I'm pulling in some info from a text file, which ends up in a list of Doubles. Is there an easy way to initialize this data type with the list? I could just call each setter individually but that seems terribly inefficient when I already have all the values in a list.

let d = [2456382.5,6.786842103348031e-3,0.7184187640759256,3.394660181513041,76.64395338801751,55.2296201483587,2456457.141012543,1.602144936476915,240.4142797010899,239.7408018186761,0.7233278761603762,0.7282369882448266,224.6987721295883]
let o = OrbitElements
let epoch o = d !! 0
let ecc o = d !! 1
-- and so on

What am I missing?

4

4 Answers

16
votes

The most direct way is to just do it by hand:

fromList :: [Double] -> Maybe OrbitElements
fromList [ _epoch
         , _ecc
         , _distPeri
         , _incl
         , _longAscNode
         , _argPeri
         , _timePeri
         , _meanMotion
         , _meanAnomaly
         , _trueAnomaly
         , _semiMajorAxis
         , _distApo
         , _period
         ]
    = Just $ OrbitElements
          _epoch
          _ecc
          _distPeri
          _incl
          _longAscNode
          _argPeri
          _timePeri
          _meanMotion
          _meanAnomaly
          _trueAnomaly
          _semiMajorAxis
          _distApo
          _period
fromList _ = Nothing

However, there is a slightly sexier way, which is to parse them element by element, which is less error-prone and more descriptive of what we are trying to do:

First we define two parsers, one of which requests a new element from the list (or fails if the list is empty), and the second of which matches the end of the list (or fails if the list is not empty):

import Control.Applicative
import Control.Monad
import Control.Monad.Trans.State

getElem :: StateT [Double] Maybe Double
getElem = do
    s <- get
    case s of
        []   -> mzero
        x:xs -> do
            put xs
            return x

endOfList :: StateT [Double] Maybe ()
endOfList = do
    s <- get
    case s of
        [] -> return ()
        _  -> mzero

Now we can define fromList in Applicative style:

fromList' :: [Double] -> Maybe OrbitElements
fromList' = evalStateT $ OrbitElements
    <$> getElem
    <*> getElem
    <*> getElem
    <*> getElem
    <*> getElem
    <*> getElem
    <*> getElem
    <*> getElem
    <*> getElem
    <*> getElem
    <*> getElem
    <*> getElem
    <*> getElem
    <*  endOfList
11
votes

A somwhat ugly solution... :-o

Make your type derive Read:

data OrbitElements = OrbitElements { ... }
                         deriving (Read)

Then you can define fromList by

fromList :: [Double] -> OrbitElements
fromList ds = read $ "OrbitElement " ++ (concat $ Data.List.intersperse " " $ map show ds)
5
votes

You're missing the fact that Haskell is statically typed. No, Haskell doesn't have any such construct.

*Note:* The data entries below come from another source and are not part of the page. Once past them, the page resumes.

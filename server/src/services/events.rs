//! Event lifecycle: validation, ownership and booking-lock checks around the
//! persistence gateway.
//!
//! Checks short-circuit in a fixed order (validation, existence, lock,
//! ownership), so exactly one error is reported per call. A booked event is
//! reported as locked to every caller.

use std::sync::Arc;

use chrono::Utc;
use thiserror::Error;
use tracing::{info, instrument, warn};
use uuid::Uuid;

use crate::models::{BookingStatus, Event, EventDetail, EventPayload, OwnerInfo};
use crate::store::{BookingFilter, EventFilter, EventStore, Include, StoreError};
use crate::validation::{validate_event, ValidationErrors};

/// The kind of mutation refused by an ownership or lock check.
#[derive(Debug, Clone, Copy, PartialEq, Eq)]
pub enum Mutation {
    Update,
    Delete,
}

impl Mutation {
    pub fn as_str(&self) -> &'static str {
        match self {
            Mutation::Update => "update",
            Mutation::Delete => "delete",
        }
    }
}

#[derive(Debug, Error)]
pub enum EventError {
    #[error("invalid event payload: {0}")]
    Validation(#[from] ValidationErrors),

    #[error("event {0} does not exist")]
    NotFound(Uuid),

    #[error("user {caller} may not {} event {event_id}", .action.as_str())]
    Unauthorized {
        event_id: Uuid,
        caller: Uuid,
        action: Mutation,
    },

    #[error("cannot {} event {event_id} tied to {bookings} booking(s)", .action.as_str())]
    Locked {
        event_id: Uuid,
        bookings: i64,
        action: Mutation,
    },

    #[error(transparent)]
    Persistence(#[from] StoreError),
}

/// Result of listing a caller's own events.
///
/// An empty list is still a successful result; `is_empty` lets the transport
/// tell the client that nothing was found.
#[derive(Debug, Clone, PartialEq)]
pub struct OwnerEvents {
    pub events: Vec<Event>,
}

impl OwnerEvents {
    pub fn is_empty(&self) -> bool {
        self.events.is_empty()
    }
}

#[derive(Clone)]
pub struct EventService {
    store: Arc<dyn EventStore>,
}

impl EventService {
    pub fn new(store: Arc<dyn EventStore>) -> Self {
        Self { store }
    }

    #[instrument(skip(self, payload))]
    pub async fn create(&self, payload: EventPayload, caller: Uuid) -> Result<Event, EventError> {
        let validated = validate_event(payload, Utc::now())?;
        let event = validated.into_event(Uuid::new_v4(), caller);

        let stored = self.store.create_event(event).await?;
        info!(event_id = %stored.id, "Event created");
        Ok(stored)
    }

    #[instrument(skip(self))]
    pub async fn list_all(&self) -> Result<Vec<Event>, EventError> {
        Ok(self.store.find_events(EventFilter::all()).await?)
    }

    #[instrument(skip(self))]
    pub async fn get_by_id(&self, id: Uuid) -> Result<EventDetail, EventError> {
        let record = self
            .store
            .find_event(id, Include::ALL)
            .await?
            .ok_or(EventError::NotFound(id))?;

        let owner = record.owner.ok_or(StoreError::MissingOwner(id))?;
        let bookings = record.bookings.map_or(0, |bookings| bookings.len());

        Ok(EventDetail {
            owner_info: OwnerInfo::from(owner),
            booking_status: BookingStatus::from_count(bookings),
            event_info: record.event.into(),
        })
    }

    #[instrument(skip(self))]
    pub async fn list_by_owner(&self, caller: Uuid) -> Result<OwnerEvents, EventError> {
        let events = self.store.find_events(EventFilter::owned_by(caller)).await?;
        if events.is_empty() {
            info!("No events found for this user");
        }
        Ok(OwnerEvents { events })
    }

    #[instrument(skip(self, payload))]
    pub async fn update(
        &self,
        id: Uuid,
        payload: EventPayload,
        caller: Uuid,
    ) -> Result<Event, EventError> {
        let validated = validate_event(payload, Utc::now())?;
        self.ensure_mutable(id, caller, Mutation::Update).await?;

        let updated = self
            .store
            .update_event(id, validated.into_changes())
            .await?
            .ok_or(EventError::NotFound(id))?;

        info!(event_id = %id, "Event updated");
        Ok(updated)
    }

    #[instrument(skip(self))]
    pub async fn delete(&self, id: Uuid, caller: Uuid) -> Result<(), EventError> {
        self.ensure_mutable(id, caller, Mutation::Delete).await?;

        if !self.store.delete_event(id).await? {
            return Err(EventError::NotFound(id));
        }

        info!(event_id = %id, "Event deleted");
        Ok(())
    }

    /// Existence, booking-lock and ownership checks shared by update and
    /// delete.
    ///
    /// The count is not guarded against a booking inserted between this check
    /// and the write that follows.
    async fn ensure_mutable(
        &self,
        id: Uuid,
        caller: Uuid,
        action: Mutation,
    ) -> Result<(), EventError> {
        let record = self
            .store
            .find_event(id, Include::NONE)
            .await?
            .ok_or(EventError::NotFound(id))?;

        let bookings = self.store.count_bookings(BookingFilter::for_event(id)).await?;
        if bookings > 0 {
            warn!(
                event_id = %id,
                bookings,
                action = action.as_str(),
                "Event is locked by bookings"
            );
            return Err(EventError::Locked {
                event_id: id,
                bookings,
                action,
            });
        }

        if record.event.event_created_by_id != caller {
            warn!(
                event_id = %id,
                %caller,
                action = action.as_str(),
                "Caller does not own event"
            );
            return Err(EventError::Unauthorized {
                event_id: id,
                caller,
                action,
            });
        }

        Ok(())
    }
}

#[cfg(test)]
mod tests {
    use super::*;
    use crate::models::{Booking, Coordinates, User};
    use crate::store::{AccountStore, MemoryStore};
    use rust_decimal::Decimal;

    fn payload(title: &str) -> EventPayload {
        EventPayload {
            title: Some(title.to_string()),
            description: Some("desc".to_string()),
            price: Some(Decimal::new(10, 0)),
            location: Some(Coordinates::new(1.0, 1.0)),
            map_data: Some(Coordinates::new(1.0, 1.0)),
            photos: Some(vec!["https://x/a.png".to_string()]),
            created_at: None,
            updated_at: None,
        }
    }

    fn user(id: Uuid) -> User {
        User {
            id,
            email: "owner@example.com".to_string(),
            first_name: "Ada".to_string(),
            last_name: "Lovelace".to_string(),
            created_at: Utc::now(),
            updated_at: Utc::now(),
        }
    }

    async fn book(store: &MemoryStore, event_id: Uuid) {
        store
            .insert_booking(Booking {
                id: Uuid::new_v4(),
                event_id,
                user_id: Uuid::new_v4(),
                created_at: Utc::now(),
            })
            .await;
    }

    fn setup() -> (Arc<MemoryStore>, EventService) {
        let store = Arc::new(MemoryStore::new());
        let service = EventService::new(store.clone());
        (store, service)
    }

    #[tokio::test]
    async fn test_create_sets_owner_to_caller() {
        let (_, service) = setup();
        let caller = Uuid::new_v4();

        let event = service.create(payload("Show"), caller).await.unwrap();

        assert_eq!(event.event_created_by_id, caller);
        assert_eq!(event.title, "Show");
    }

    #[tokio::test]
    async fn test_create_rejects_invalid_payload() {
        let (store, service) = setup();
        let bad = EventPayload {
            price: Some(Decimal::new(-5, 0)),
            ..payload("Show")
        };

        let err = service.create(bad, Uuid::new_v4()).await.unwrap_err();

        assert!(matches!(err, EventError::Validation(ref e) if e.has_field("price")));
        assert!(store.find_events(EventFilter::all()).await.unwrap().is_empty());
    }

    #[tokio::test]
    async fn test_get_by_id_reports_booking_status() {
        let (store, service) = setup();
        let owner = Uuid::new_v4();
        store.create_user(user(owner), "hash".to_string()).await.unwrap();
        let event = service.create(payload("Show"), owner).await.unwrap();

        let detail = service.get_by_id(event.id).await.unwrap();
        assert_eq!(detail.booking_status, BookingStatus::Available);
        assert_eq!(detail.owner_info.email, "owner@example.com");
        assert_eq!(detail.event_info.id, event.id);

        book(&store, event.id).await;
        let detail = service.get_by_id(event.id).await.unwrap();
        assert_eq!(detail.booking_status, BookingStatus::Booked);
    }

    #[tokio::test]
    async fn test_get_by_id_missing_event() {
        let (_, service) = setup();
        let id = Uuid::new_v4();

        let err = service.get_by_id(id).await.unwrap_err();
        assert!(matches!(err, EventError::NotFound(missing) if missing == id));
    }

    #[tokio::test]
    async fn test_list_by_owner_empty_is_ok() {
        let (_, service) = setup();
        service.create(payload("Other"), Uuid::new_v4()).await.unwrap();

        let owned = service.list_by_owner(Uuid::new_v4()).await.unwrap();
        assert!(owned.is_empty());
    }

    #[tokio::test]
    async fn test_update_by_owner_replaces_fields() {
        let (_, service) = setup();
        let owner = Uuid::new_v4();
        let event = service.create(payload("Show"), owner).await.unwrap();

        let changed = EventPayload {
            description: Some("moved".to_string()),
            price: Some(Decimal::new(25, 0)),
            map_data: Some(Coordinates::new(2.0, 3.0)),
            photos: Some(vec![]),
            ..payload("Matinee")
        };
        let updated = service.update(event.id, changed, owner).await.unwrap();

        assert_eq!(updated.id, event.id);
        assert_eq!(updated.event_created_by_id, owner);
        assert_eq!(updated.created_at, event.created_at);
        assert_eq!(updated.title, "Matinee");
        assert_eq!(updated.description, "moved");
        assert_eq!(updated.price, Decimal::new(25, 0));
        assert_eq!(updated.map_data, Coordinates::new(2.0, 3.0));
        assert!(updated.photos.is_empty());
    }

    #[tokio::test]
    async fn test_update_by_stranger_is_unauthorized() {
        let (_, service) = setup();
        let event = service.create(payload("Show"), Uuid::new_v4()).await.unwrap();

        let err = service
            .update(event.id, payload("Hijack"), Uuid::new_v4())
            .await
            .unwrap_err();
        assert!(matches!(
            err,
            EventError::Unauthorized {
                action: Mutation::Update,
                ..
            }
        ));
    }

    #[tokio::test]
    async fn test_update_validates_before_lookup() {
        let (_, service) = setup();

        let err = service
            .update(Uuid::new_v4(), EventPayload::default(), Uuid::new_v4())
            .await
            .unwrap_err();
        assert!(matches!(err, EventError::Validation(_)));
    }

    #[tokio::test]
    async fn test_booked_event_is_locked_for_owner() {
        let (store, service) = setup();
        let owner = Uuid::new_v4();
        let event = service.create(payload("Show"), owner).await.unwrap();
        book(&store, event.id).await;

        let err = service
            .update(event.id, payload("Changed"), owner)
            .await
            .unwrap_err();
        assert!(matches!(err, EventError::Locked { bookings: 1, .. }));

        let err = service.delete(event.id, owner).await.unwrap_err();
        assert!(matches!(
            err,
            EventError::Locked {
                action: Mutation::Delete,
                ..
            }
        ));
        assert_eq!(service.list_all().await.unwrap().len(), 1);
    }

    #[tokio::test]
    async fn test_booked_event_is_locked_for_strangers_too() {
        let (store, service) = setup();
        let event = service.create(payload("Show"), Uuid::new_v4()).await.unwrap();
        book(&store, event.id).await;

        let err = service
            .update(event.id, payload("Hijack"), Uuid::new_v4())
            .await
            .unwrap_err();
        assert!(matches!(
            err,
            EventError::Locked {
                action: Mutation::Update,
                ..
            }
        ));

        let err = service.delete(event.id, Uuid::new_v4()).await.unwrap_err();
        assert!(matches!(
            err,
            EventError::Locked {
                action: Mutation::Delete,
                ..
            }
        ));
    }

    #[tokio::test]
    async fn test_update_missing_event_is_not_found() {
        let (_, service) = setup();
        let id = Uuid::new_v4();

        let err = service
            .update(id, payload("Show"), Uuid::new_v4())
            .await
            .unwrap_err();
        assert!(matches!(err, EventError::NotFound(missing) if missing == id));
    }

    #[tokio::test]
    async fn test_delete_by_stranger_is_unauthorized() {
        let (_, service) = setup();
        let owner = Uuid::new_v4();
        let event = service.create(payload("Show"), owner).await.unwrap();

        let err = service.delete(event.id, Uuid::new_v4()).await.unwrap_err();
        assert!(matches!(
            err,
            EventError::Unauthorized {
                action: Mutation::Delete,
                ..
            }
        ));
        assert_eq!(service.list_all().await.unwrap().len(), 1);
    }

    #[tokio::test]
    async fn test_delete_by_owner_removes_event() {
        let (_, service) = setup();
        let owner = Uuid::new_v4();
        let event = service.create(payload("Show"), owner).await.unwrap();

        service.delete(event.id, owner).await.unwrap();

        assert!(service.list_all().await.unwrap().is_empty());
        let err = service.delete(event.id, owner).await.unwrap_err();
        assert!(matches!(err, EventError::NotFound(_)));
    }
}
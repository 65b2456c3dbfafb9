use chrono::{DateTime, Utc};
use serde::{Deserialize, Serialize};
use sqlx::FromRow;
use uuid::Uuid;

#[derive(Debug, Clone, PartialEq, Serialize, Deserialize, FromRow)]
#[serde(rename_all = "camelCase")]
pub struct User {
    pub id: Uuid,
    pub email: String,
    pub first_name: String,
    pub last_name: String,
    pub created_at: DateTime<Utc>,
    pub updated_at: DateTime<Utc>,
}
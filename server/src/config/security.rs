use axum::http::{HeaderName, HeaderValue};
use axum::Router;
use tower_http::set_header::SetResponseHeaderLayer;

const API_HEADERS: [(&str, &str); 6] = [
    ("x-content-type-options", "nosniff"),
    ("x-frame-options", "DENY"),
    ("x-xss-protection", "1; mode=block"),
    (
        "content-security-policy",
        "default-src 'none'; frame-ancestors 'none'",
    ),
    ("referrer-policy", "strict-origin-when-cross-origin"),
    ("permissions-policy", "geolocation=(), microphone=(), camera=()"),
];

const HSTS: (&str, &str) = (
    "strict-transport-security",
    "max-age=31536000; includeSubDomains",
);

/// Header pairs sent on every response. HSTS only belongs behind HTTPS, so it
/// is limited to production.
pub fn security_headers(include_hsts: bool) -> Vec<(HeaderName, HeaderValue)> {
    let extra = include_hsts.then_some(HSTS);
    API_HEADERS
        .into_iter()
        .chain(extra)
        .map(|(name, value)| {
            (
                HeaderName::from_static(name),
                HeaderValue::from_static(value),
            )
        })
        .collect()
}

pub fn apply_security_headers<S>(router: Router<S>, include_hsts: bool) -> Router<S>
where
    S: Clone + Send + Sync + 'static,
{
    if include_hsts {
        tracing::info!("Security: HSTS header enabled (production mode)");
    } else {
        tracing::info!("Security: HSTS header disabled (development mode)");
    }

    security_headers(include_hsts)
        .into_iter()
        .fold(router, |router, (name, value)| {
            router.layer(SetResponseHeaderLayer::overriding(name, value))
        })
}
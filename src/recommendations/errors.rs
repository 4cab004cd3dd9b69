//! Typed errors for the recommendation system.
//!
//! Each variant maps onto the `{status, message}` descriptor returned to
//! callers alongside an empty track list.

use serde::Serialize;
use thiserror::Error;

use crate::auth::AuthError;
use crate::spotify::SpotifyError;

#[derive(Debug, Clone, Error, Serialize, PartialEq, Eq)]
#[serde(tag = "type", content = "message")]
pub enum RecommendationError {
    /// Request carried no seeds; rejected before any network call.
    #[error("at least one seed required")]
    NoSeeds,

    #[error("at most 5 seeds allowed, got {0}")]
    TooManySeeds(usize),

    /// Every seed expanded to nothing.
    #[error("no tracks found")]
    NoCandidates,

    /// The session could not produce an access token.
    #[error("{0}")]
    Auth(AuthError),

    /// A lookup failed while expanding a seed.
    #[error("Provider error ({status}): {message}")]
    Provider { status: u16, message: String },
}

impl RecommendationError {
    pub fn status(&self) -> u16 {
        match self {
            RecommendationError::NoSeeds | RecommendationError::TooManySeeds(_) => 400,
            RecommendationError::NoCandidates => 404,
            RecommendationError::Auth(e) => e.status(),
            RecommendationError::Provider { status, .. } => *status,
        }
    }

    pub fn message(&self) -> String {
        self.to_string()
    }
}

/// Rejections when editing a [`SeedList`](super::types::SeedList).
#[derive(Debug, Clone, Error, Serialize, PartialEq, Eq)]
#[serde(tag = "type", content = "message")]
pub enum SeedError {
    #[error("at most {0} seeds allowed")]
    Full(usize),

    #[error("seed '{0}' is already selected")]
    Duplicate(String),
}

impl From<SpotifyError> for RecommendationError {
    fn from(e: SpotifyError) -> Self {
        match e {
            SpotifyError::Auth(auth) => RecommendationError::Auth(auth),
            other => RecommendationError::Provider {
                status: other.status(),
                message: other.to_string(),
            },
        }
    }
}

Let's suppose the language had some way to fill the constructors values from list. Here are some questions to think about:

  • What would happen when if the list contained more or less items than required?
  • How would you initialize a record whose fields were not uniformly typed?
2
votes

Algebraic data types are meant to be initialized all at once, not a field at a time as you're doing. The correct way to do this is:

let d = ...
let o = OrbitElements {epoch = d !! 0
                       ecc = d !! 1,
                       distPeri = d !! 2,
                       incl = d !! 3,
                       longAscNode = d !! 4,
                       argPeri = d !! 5,
                       timePeri = d !! 6,
                       meanMotion = d !! 7,
                       meanAnomaly = d !! 8,
                       trueAnomaly = d !! 9,
                       semiMajorAxis = d !! 10,
                       distApo = d !! 11,
                       period = d !! 12}

Note that the way you're doing it isn't actually setting any values in o. let epoch o = d !! 0 defines a function named epoch that masks the definition of epoch as a field (You should always compile with warnings enabled so that the compiler will catch things like this), and this new function takes any value o (not just the OrbitElements previously defined) and returns d !! 0 without doing anything with o at all. If you actually wanted to set or change the epoch field of o, the correct way to do it would be let o' = o {epoch = d !! 0}, which returns a new OrbitElements object with its epoch field changed.